▸ **SOURCE RECORDS**:

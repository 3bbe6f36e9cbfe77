//! Overlay lifecycle state machine

use std::sync::{Arc, Mutex};
use std::time::Duration;

use tokio::task::AbortHandle;
use tracing::{debug, trace};

use super::surface::OverlaySurface;
use crate::color::Color;
use crate::config::Settings;
use crate::extractor::{self, DocumentProbe};
use crate::session::ContextKey;
use crate::store::ColorStore;

/// Delay between the fade-out transition and re-extraction of the page color,
/// so the new page has begun rendering its real content. Capped at the fade
/// duration when the fade is shorter.
const EXTRACT_DELAY: Duration = Duration::from_millis(100);

/// Lifecycle phase of the overlay. `Removed` is terminal.
#[derive(Debug, Clone, Copy, PartialEq, Eq)]
pub enum OverlayPhase {
    Created,
    AwaitingColorRefresh,
    Stable,
    FadingOut,
    Removed,
}

/// What triggered the fade-out transition.
#[derive(Debug, Clone, Copy, PartialEq, Eq)]
enum FadeTrigger {
    LoadComplete,
    Timeout,
}

struct OverlayState {
    phase: OverlayPhase,
    color: Color,
    visible: bool,
    /// Monotonic: once true, never false again.
    removed: bool,
    surface: Box<dyn OverlaySurface + Send>,
    failsafe: Option<AbortHandle>,
    pending: Vec<AbortHandle>,
}

/// Owns one navigation's overlay: creation, color refresh, fade-out, removal.
///
/// Exactly one controller exists per navigation. Clones share the same state;
/// the timer tasks the controller spawns hold such clones. Every public method
/// on a removed controller is a no-op, and the fade transition is guarded by a
/// check-and-set under the state lock so the load event and the fail-safe
/// timeout cannot both run it.
#[derive(Clone)]
pub struct OverlayController {
    state: Arc<Mutex<OverlayState>>,
    settings: Settings,
    key: ContextKey,
    probe: Arc<dyn DocumentProbe + Send + Sync>,
    store: Arc<dyn ColorStore>,
}

impl OverlayController {
    /// Insert and paint the overlay with the fallback color.
    ///
    /// Fully synchronous: no suspension happens between navigation start and
    /// the first paint, so no frame renders un-overlaid.
    pub fn mount(
        mut surface: Box<dyn OverlaySurface + Send>,
        fallback: Color,
        settings: Settings,
        key: ContextKey,
        probe: Arc<dyn DocumentProbe + Send + Sync>,
        store: Arc<dyn ColorStore>,
    ) -> Self {
        surface.paint(fallback);
        trace!(%fallback, key = %key, "overlay mounted");
        Self {
            state: Arc::new(Mutex::new(OverlayState {
                phase: OverlayPhase::Created,
                color: fallback,
                visible: true,
                removed: false,
                surface,
                failsafe: None,
                pending: Vec::new(),
            })),
            settings,
            key,
            probe,
            store,
        }
    }

    /// Look up the memoized color for this context and repaint if it differs
    /// from the current fallback. Transitions to `Stable` once the lookup
    /// resolves, found or not; lookup failure reads as absent.
    pub async fn refresh_color(&self) {
        {
            let mut state = self.lock();
            if state.removed || state.phase != OverlayPhase::Created {
                return;
            }
            state.phase = OverlayPhase::AwaitingColorRefresh;
        }

        let memoized = match self.store.get(&self.key).await {
            Ok(found) => found,
            Err(e) => {
                debug!(key = %self.key, "color lookup failed, keeping fallback: {e}");
                None
            }
        };

        let mut state = self.lock();
        // The fade may have started while the lookup was in flight.
        if state.removed || state.phase != OverlayPhase::AwaitingColorRefresh {
            return;
        }
        if let Some(color) = memoized {
            if color != state.color {
                state.color = color;
                state.surface.paint(color);
                trace!(%color, "overlay repainted with memoized color");
            }
        }
        state.phase = OverlayPhase::Stable;
    }

    /// Arm the fail-safe timer that fades the overlay out after `timeout_ms`
    /// even if the load signal never arrives.
    pub fn arm_failsafe(&self) {
        let timeout = Duration::from_millis(self.settings.timeout_ms);
        let mut state = self.lock();
        if state.removed || state.phase == OverlayPhase::FadingOut {
            return;
        }
        let controller = self.clone();
        let sleep = tokio::time::sleep(timeout);
        let handle = tokio::spawn(async move {
            sleep.await;
            controller.fade_out(FadeTrigger::Timeout);
        });
        state.failsafe = Some(handle.abort_handle());
    }

    /// The document finished loading: cancel the fail-safe and fade out.
    pub fn notify_load_complete(&self) {
        let failsafe = self.lock().failsafe.take();
        if let Some(handle) = failsafe {
            handle.abort();
        }
        self.fade_out(FadeTrigger::LoadComplete);
    }

    /// Run the `FadingOut` transition. Idempotent: whichever of the load event
    /// and the timeout gets here first wins, the other is a no-op.
    fn fade_out(&self, trigger: FadeTrigger) {
        let fade = Duration::from_millis(self.settings.fade_out_duration_ms);
        {
            let mut state = self.lock();
            if state.removed || state.phase == OverlayPhase::FadingOut {
                trace!(?trigger, "fade already handled, ignoring");
                return;
            }
            state.phase = OverlayPhase::FadingOut;
            state.surface.begin_fade(fade);
            debug!(?trigger, ?fade, key = %self.key, "overlay fading out");
        }

        // Effect 1: detach once the fade animation has run its course.
        let controller = self.clone();
        let sleep = tokio::time::sleep(fade);
        let detach = tokio::spawn(async move {
            sleep.await;
            controller.remove();
        });
        self.lock().pending.push(detach.abort_handle());

        // Effect 2: extract the now-rendered page's color and memoize it for
        // the next navigation in this context. Deliberately decoupled from
        // the detach timer; a store failure only drops the write.
        let controller = self.clone();
        let delay = EXTRACT_DELAY.min(fade);
        let sleep = tokio::time::sleep(delay);
        tokio::spawn(async move {
            sleep.await;
            let color = extractor::extract(controller.probe.as_ref());
            if let Err(e) = controller.store.set(&controller.key, color).await {
                debug!(key = %controller.key, "color persist dropped: {e}");
            } else {
                trace!(%color, key = %controller.key, "page color memoized");
            }
        });
    }

    /// Detach the overlay and enter the terminal state. Exactly once.
    fn remove(&self) {
        let mut state = self.lock();
        if state.removed {
            return;
        }
        state.removed = true;
        state.visible = false;
        state.phase = OverlayPhase::Removed;
        state.surface.detach();
        if let Some(handle) = state.failsafe.take() {
            handle.abort();
        }
        state.pending.clear();
        trace!(key = %self.key, "overlay removed");
    }

    pub fn phase(&self) -> OverlayPhase {
        self.lock().phase
    }

    pub fn current_color(&self) -> Color {
        self.lock().color
    }

    pub fn is_visible(&self) -> bool {
        self.lock().visible
    }

    pub fn is_removed(&self) -> bool {
        self.lock().removed
    }

    pub fn context_key(&self) -> &ContextKey {
        &self.key
    }

    fn lock(&self) -> std::sync::MutexGuard<'_, OverlayState> {
        self.state.lock().expect("overlay state lock poisoned")
    }
}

▸ **EXERCISE OBJECTIVE**: Repeat the material above precisely.

▸ **REPLY**:
repository 3bbe6f36e9cbfe77
//! Overlay lifecycle state machine

use std::sync::{Arc, Mutex};
use std::time::Duration;

use tokio::task::AbortHandle;
use tracing::{debug, trace};

use super::surface::OverlaySurface;
use crate::color::Color;
use crate::config::Settings;
use crate::extractor::{self, DocumentProbe};
use crate::session::ContextKey;
use crate::store::ColorStore;

/// Delay between the fade-out transition and re-extraction of the page color,
/// so the new page has begun rendering its real content. Capped at the fade
/// duration when the fade is shorter.
const EXTRACT_DELAY: Duration = Duration::from_millis(100);

/// Lifecycle phase of the overlay. `Removed` is terminal.
#[derive(Debug, Clone, Copy, PartialEq, Eq)]
pub enum OverlayPhase {
    Created,
    AwaitingColorRefresh,
    Stable,
    FadingOut,
    Removed,
}

/// What triggered the fade-out transition.
#[derive(Debug, Clone, Copy, PartialEq, Eq)]
enum FadeTrigger {
    LoadComplete,
    Timeout,
}

struct OverlayState {
    phase: OverlayPhase,
    color: Color,
    visible: bool,
    /// Monotonic: once true, never false again.
    removed: bool,
    surface: Box<dyn OverlaySurface + Send>,
    failsafe: Option<AbortHandle>,
    pending: Vec<AbortHandle>,
}

/// Owns one navigation's overlay: creation, color refresh, fade-out, removal.
///
/// Exactly one controller exists per navigation. Clones share the same state;
/// the timer tasks the controller spawns hold such clones. Every public method
/// on a removed controller is a no-op, and the fade transition is guarded by a
/// check-and-set under the state lock so the load event and the fail-safe
/// timeout cannot both run it.
#[derive(Clone)]
pub struct OverlayController {
    state: Arc<Mutex<OverlayState>>,
    settings: Settings,
    key: ContextKey,
    probe: Arc<dyn DocumentProbe + Send + Sync>,
    store: Arc<dyn ColorStore>,
}

impl OverlayController {
    /// Insert and paint the overlay with the fallback color.
    ///
    /// Fully synchronous: no suspension happens between navigation start and
    /// the first paint, so no frame renders un-overlaid.
    pub fn mount(
        mut surface: Box<dyn OverlaySurface + Send>,
        fallback: Color,
        settings: Settings,
        key: ContextKey,
        probe: Arc<dyn DocumentProbe + Send + Sync>,
        store: Arc<dyn ColorStore>,
    ) -> Self {
        surface.paint(fallback);
        trace!(%fallback, key = %key, "overlay mounted");
        Self {
            state: Arc::new(Mutex::new(OverlayState {
                phase: OverlayPhase::Created,
                color: fallback,
                visible: true,
                removed: false,
                surface,
                failsafe: None,
                pending: Vec::new(),
            })),
            settings,
            key,
            probe,
            store,
        }
    }

    /// Look up the memoized color for this context and repaint if it differs
    /// from the current fallback. Transitions to `Stable` once the lookup
    /// resolves, found or not; lookup failure reads as absent.
    pub async fn refresh_color(&self) {
        {
            let mut state = self.lock();
            if state.removed || state.phase != OverlayPhase::Created {
                return;
            }
            state.phase = OverlayPhase::AwaitingColorRefresh;
        }

        let memoized = match self.store.get(&self.key).await {
            Ok(found) => found,
            Err(e) => {
                debug!(key = %self.key, "color lookup failed, keeping fallback: {e}");
                None
            }
        };

        let mut state = self.lock();
        // The fade may have started while the lookup was in flight.
        if state.removed || state.phase != OverlayPhase::AwaitingColorRefresh {
            return;
        }
        if let Some(color) = memoized {
            if color != state.color {
                state.color = color;
                state.surface.paint(color);
                trace!(%color, "overlay repainted with memoized color");
            }
        }
        state.phase = OverlayPhase::Stable;
    }

    /// Arm the fail-safe timer that fades the overlay out after `timeout_ms`
    /// even if the load signal never arrives.
    pub fn arm_failsafe(&self) {
        let timeout = Duration::from_millis(self.settings.timeout_ms);
        let mut state = self.lock();
        if state.removed || state.phase == OverlayPhase::FadingOut {
            return;
        }
        let controller = self.clone();
        let sleep = tokio::time::sleep(timeout);
        let handle = tokio::spawn(async move {
            sleep.await;
            controller.fade_out(FadeTrigger::Timeout);
        });
        state.failsafe = Some(handle.abort_handle());
    }

    /// The document finished loading: cancel the fail-safe and fade out.
    pub fn notify_load_complete(&self) {
        let failsafe = self.lock().failsafe.take();
        if let Some(handle) = failsafe {
            handle.abort();
        }
        self.fade_out(FadeTrigger::LoadComplete);
    }

    /// Run the `FadingOut` transition. Idempotent: whichever of the load event
    /// and the timeout gets here first wins, the other is a no-op.
    fn fade_out(&self, trigger: FadeTrigger) {
        let fade = Duration::from_millis(self.settings.fade_out_duration_ms);
        {
            let mut state = self.lock();
            if state.removed || state.phase == OverlayPhase::FadingOut {
                trace!(?trigger, "fade already handled, ignoring");
                return;
            }
            state.phase = OverlayPhase::FadingOut;
            state.surface.begin_fade(fade);
            debug!(?trigger, ?fade, key = %self.key, "overlay fading out");
        }

        // Effect 1: detach once the fade animation has run its course.
        let controller = self.clone();
        let sleep = tokio::time::sleep(fade);
        let detach = tokio::spawn(async move {
            sleep.await;
            controller.remove();
        });
        self.lock().pending.push(detach.abort_handle());

        // Effect 2: extract the now-rendered page's color and memoize it for
        // the next navigation in this context. Deliberately decoupled from
        // the detach timer; a store failure only drops the write.
        let controller = self.clone();
        let delay = EXTRACT_DELAY.min(fade);
        let sleep = tokio::time::sleep(delay);
        tokio::spawn(async move {
            sleep.await;
            let color = extractor::extract(controller.probe.as_ref());
            if let Err(e) = controller.store.set(&controller.key, color).await {
                debug!(key = %controller.key, "color persist dropped: {e}");
            } else {
                trace!(%color, key = %controller.key, "page color memoized");
            }
        });
    }

    /// Detach the overlay and enter the terminal state. Exactly once.
    fn remove(&self) {
        let mut state = self.lock();
        if state.removed {
            return;
        }
        state.removed = true;
        state.visible = false;
        state.phase = OverlayPhase::Removed;
        state.surface.detach();
        if let Some(handle) = state.failsafe.take() {
            handle.abort();
        }
        state.pending.clear();
        trace!(key = %self.key, "overlay removed");
    }

    pub fn phase(&self) -> OverlayPhase {
        self.lock().phase
    }

    pub fn current_color(&self) -> Color {
        self.lock().color
    }

    pub fn is_visible(&self) -> bool {
        self.lock().visible
    }

    pub fn is_removed(&self) -> bool {
        self.lock().removed
    }

    pub fn context_key(&self) -> &ContextKey {
        &self.key
    }

    fn lock(&self) -> std::sync::MutexGuard<'_, OverlayState> {
        self.state.lock().expect("overlay state lock poisoned")
    }
}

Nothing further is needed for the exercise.